DeepGestalt fairly separates images of individuals with and without a genetic syndrome. This separation can be significantly improved by SVMs running on top of DeepGestalt, thus supporting the diagnostic process of patients with a genetic syndrome. Our findings facilitate the critical interpretation of DeepGestalt's results and may help enhance it and similar computer-aided facial phenotyping tools.
据估计,人群中约有 5%患有遗传性疾病。其中许多疾病的特征可以通过面部表型检测出来。Face2Gene CLINIC 是一款用于遗传综合征患者面部表型分析的在线应用程序。驱动 Face2Gene 的 DeepGestalt 神经网络会根据普通患者的照片自动优先考虑综合征建议,从而可能改善诊断过程。迄今为止,关于 DeepGestalt 质量的研究强调了其在综合征患者中的敏感性。然而,确定诊断方法的准确性还需要对阴性对照进行测试。

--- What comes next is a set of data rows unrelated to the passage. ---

use owo_colors::OwoColorize;
use owo_colors::Stream::Stdout;
use rusqlite::Connection;
use shelfsync_catalog::types::Category;

use crate::CliError;
use crate::settings::Settings;

use super::open_existing_catalog;

/// Requested SEO edit. `None` keeps the stored value, an empty string clears it.
#[derive(Debug, Default)]
pub(crate) struct SeoEdit {
    pub title: Option<String>,
    pub description: Option<String>,
}

impl SeoEdit {
    fn is_empty(&self) -> bool {
        self.title.is_none() && self.description.is_none()
    }
}

fn merge(current: Option<&str>, edit: Option<&str>) -> Option<String> {
    match edit {
        Some("") => None,
        Some(value) => Some(value.to_string()),
        None => current.map(str::to_string),
    }
}

/// Apply an edit to the category with `slug` and return the updated row.
pub(crate) fn apply_seo(
    conn: &Connection,
    slug: &str,
    edit: &SeoEdit,
) -> Result<Category, CliError> {
    let categories = shelfsync_db::load_categories(conn)
        .map_err(|e| CliError::database(format!("Failed to load categories: {}", e)))?;
    let Some(mut category) = categories.into_iter().find(|c| c.slug == slug) else {
        return Err(CliError::database(format!("No category with slug '{}'", slug)));
    };
    if edit.is_empty() {
        return Ok(category);
    }

    category.seo_title = merge(category.seo_title.as_deref(), edit.title.as_deref());
    category.seo_description =
        merge(category.seo_description.as_deref(), edit.description.as_deref());
    shelfsync_db::set_category_seo(
        conn,
        slug,
        category.seo_title.as_deref(),
        category.seo_description.as_deref(),
    )
    .map_err(|e| CliError::database(format!("Failed to update category '{}': {}", slug, e)))?;
    Ok(category)
}

/// Show or edit a category's SEO metadata. Imports never overwrite it.
pub(crate) fn run_seo(settings: &Settings, slug: &str, edit: SeoEdit) -> Result<(), CliError> {
    let Some(conn) = open_existing_catalog(settings)? else {
        return Ok(());
    };
    let changed = !edit.is_empty();
    let category = apply_seo(&conn, slug, &edit)?;

    let none = || "(none)".if_supports_color(Stdout, |t| t.dimmed()).to_string();
    log::info!(
        "{} {}",
        category.name.if_supports_color(Stdout, |t| t.bold()),
        format!("({})", category.slug).if_supports_color(Stdout, |t| t.dimmed()),
    );
    log::info!(
        "  Title:       {}",
        category.seo_title.clone().unwrap_or_else(none)
    );
    log::info!(
        "  Description: {}",
        category.seo_description.clone().unwrap_or_else(none)
    );
    if changed {
        log::info!("{}", "Updated.".if_supports_color(Stdout, |t| t.green()));
    }
    Ok(())
}

#[cfg(test)]
mod tests {
    use super::*;
    use shelfsync_db::{find_category_by_name, open_memory, upsert_category};

    fn catalog() -> Connection {
        let conn = open_memory().unwrap();
        upsert_category(
            &conn,
            &Category {
                slug: "armatura".to_string(),
                name: "Арматура".to_string(),
                image_path: "/assets/img/no-photo.webp".to_string(),
                is_active: true,
                seo_title: None,
                seo_description: None,
            },
        )
        .unwrap();
        conn
    }

    #[test]
    fn edits_are_merged_with_stored_values() {
        let conn = catalog();
        let edit = SeoEdit {
            title: Some("Rebar".to_string()),
            description: Some("Steel rebar".to_string()),
        };
        apply_seo(&conn, "armatura", &edit).unwrap();

        let edit = SeoEdit {
            title: Some("Rebar A500C".to_string()),
            ..Default::default()
        };
        let updated = apply_seo(&conn, "armatura", &edit).unwrap();
        assert_eq!(updated.seo_title.as_deref(), Some("Rebar A500C"));
        assert_eq!(updated.seo_description.as_deref(), Some("Steel rebar"));

        let stored = find_category_by_name(&conn, "Арматура").unwrap().unwrap();
        assert_eq!(stored.seo_title.as_deref(), Some("Rebar A500C"));
        assert_eq!(stored.seo_description.as_deref(), Some("Steel rebar"));
    }

    #[test]
    fn empty_value_clears_the_field() {
        let conn = catalog();
        let set = SeoEdit {
            title: Some("Rebar".to_string()),
            ..Default::default()
        };
        apply_seo(&conn, "armatura", &set).unwrap();

        let clear = SeoEdit {
            title: Some(String::new()),
            ..Default::default()
        };
        let updated = apply_seo(&conn, "armatura", &clear).unwrap();
        assert_eq!(updated.seo_title, None);
    }

    #[test]
    fn unknown_slug_is_an_error() {
        let conn = catalog();
        let err = apply_seo(&conn, "truby", &SeoEdit::default()).unwrap_err();
        assert!(matches!(err, CliError::Database(_)));
    }
}
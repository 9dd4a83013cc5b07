use owo_colors::OwoColorize;
use owo_colors::Stream::Stdout;
use shelfsync_import::SyncReport;

/// Print the outcome of one applied (or dry-run) batch.
pub(crate) fn print_report(report: &SyncReport) {
    let c = &report.counters;
    let title = if report.dry_run {
        format!("{} (dry run, nothing written)", report.file_name)
    } else {
        match report.run_id {
            Some(id) => format!("{} (run #{})", report.file_name, id),
            None => report.file_name.clone(),
        }
    };
    log::info!("{}", title.if_supports_color(Stdout, |t| t.bold()));
    log::info!(
        "  Rows:         {:>6} total, {} skipped",
        c.rows_total,
        c.rows_skipped
    );
    log::info!(
        "  Categories:   {:>6} created, {} updated, {} deactivated",
        c.categories_created,
        c.categories_updated,
        c.categories_deactivated
    );
    log::info!(
        "  Products:     {:>6} created, {} updated, {} unchanged, {} deactivated",
        c.products_created,
        c.products_updated,
        c.products_unchanged,
        c.products_deactivated
    );
    log::info!("  Redirects:    {:>6}", c.redirects_created);
    let failed = if c.images_failed > 0 {
        format!("{} failed", c.images_failed)
            .if_supports_color(Stdout, |t| t.red())
            .to_string()
    } else {
        "0 failed".to_string()
    };
    log::info!(
        "  Images:       {:>6} converted, {} reused, {}",
        c.images_converted,
        c.images_reused,
        failed
    );

    if !report.row_errors.is_empty() {
        crate::log_blank();
        log::info!(
            "  {}",
            "Skipped rows:".if_supports_color(Stdout, |t| t.yellow())
        );
        for err in &report.row_errors {
            let sku = err.sku.as_deref().unwrap_or("-");
            log::info!("    line {:>5}  {:<16} {}", err.line, sku, err.kind);
        }
    }

    if !report.warnings.is_empty() {
        crate::log_blank();
        log::info!("  {}", "Warnings:".if_supports_color(Stdout, |t| t.yellow()));
        for warning in &report.warnings {
            log::info!("    line {:>5}  {}", warning.line, warning.message);
        }
    }

    if !report.redirects.is_empty() {
        crate::log_blank();
        log::info!("  {}", "Redirects:".if_supports_color(Stdout, |t| t.cyan()));
        for r in &report.redirects {
            log::info!(
                "    {:<8} {} -> {}",
                r.entity_type.as_str(),
                r.old_slug.if_supports_color(Stdout, |t| t.dimmed()),
                r.new_slug
            );
        }
    }
}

本研究旨在评估 DeepGestalt 在有和没有遗传综合征的个体的照片上的准确性。此外,我们旨在提出一种基于机器学习的框架,用于自动区分 DeepGestalt 在这些图像上的输出。
对来自便利样本的临床或分子诊断为遗传综合征的个体的正面面部图像进行重新分析。每一张照片都与一位没有遗传综合征的个体的照片按年龄、性别和种族相匹配。由从事医学遗传学的医生确定是否存在提示遗传综合征的面部特征。照片选自在线报告或为进行本研究而拍摄。使用 Python 3.7 设计线性支持向量机(SVM),通过 Face2Gene CLINIC 访问 DeepGestalt 版本 19.1.7 进行面部表型分析。
我们纳入了 323 名诊断为 17 种不同遗传综合征的患者的照片,并与相同数量无遗传综合征的面部图像相匹配,共分析了 646 张照片。我们确认了 DeepGestalt 的高敏感性(前 10 名敏感性:323/323,91%)。在没有颅面畸形综合征的个体中,DeepGestalt 的综合征建议呈非随机分布。在 50%以上无畸形图像的前 30 个建议中,共有 17 种综合征出现。综合征图像和对照图像的 DeepGestalt 最高得分存在差异(接受者操作特征曲线下面积 [AUROC]为 0.72,95%CI 为 0.68-0.76;P<.001)。在 DeepGestalt 结果向量上运行的线性 SVM 显示出更强的差异(AUROC 为 0.89,95%CI 为 0.87-0.92;P<.001)。
DeepGestalt 可以很好地区分有和没有遗传综合征的个体的图像。通过在 DeepGestalt 上运行 SVM,可以显著提高这种区分能力,从而支持遗传综合征患者的诊断过程。我们的发现有助于对 DeepGestalt 结果进行批判性解释,并可能有助于增强它和类似的计算机辅助面部表型分析工具。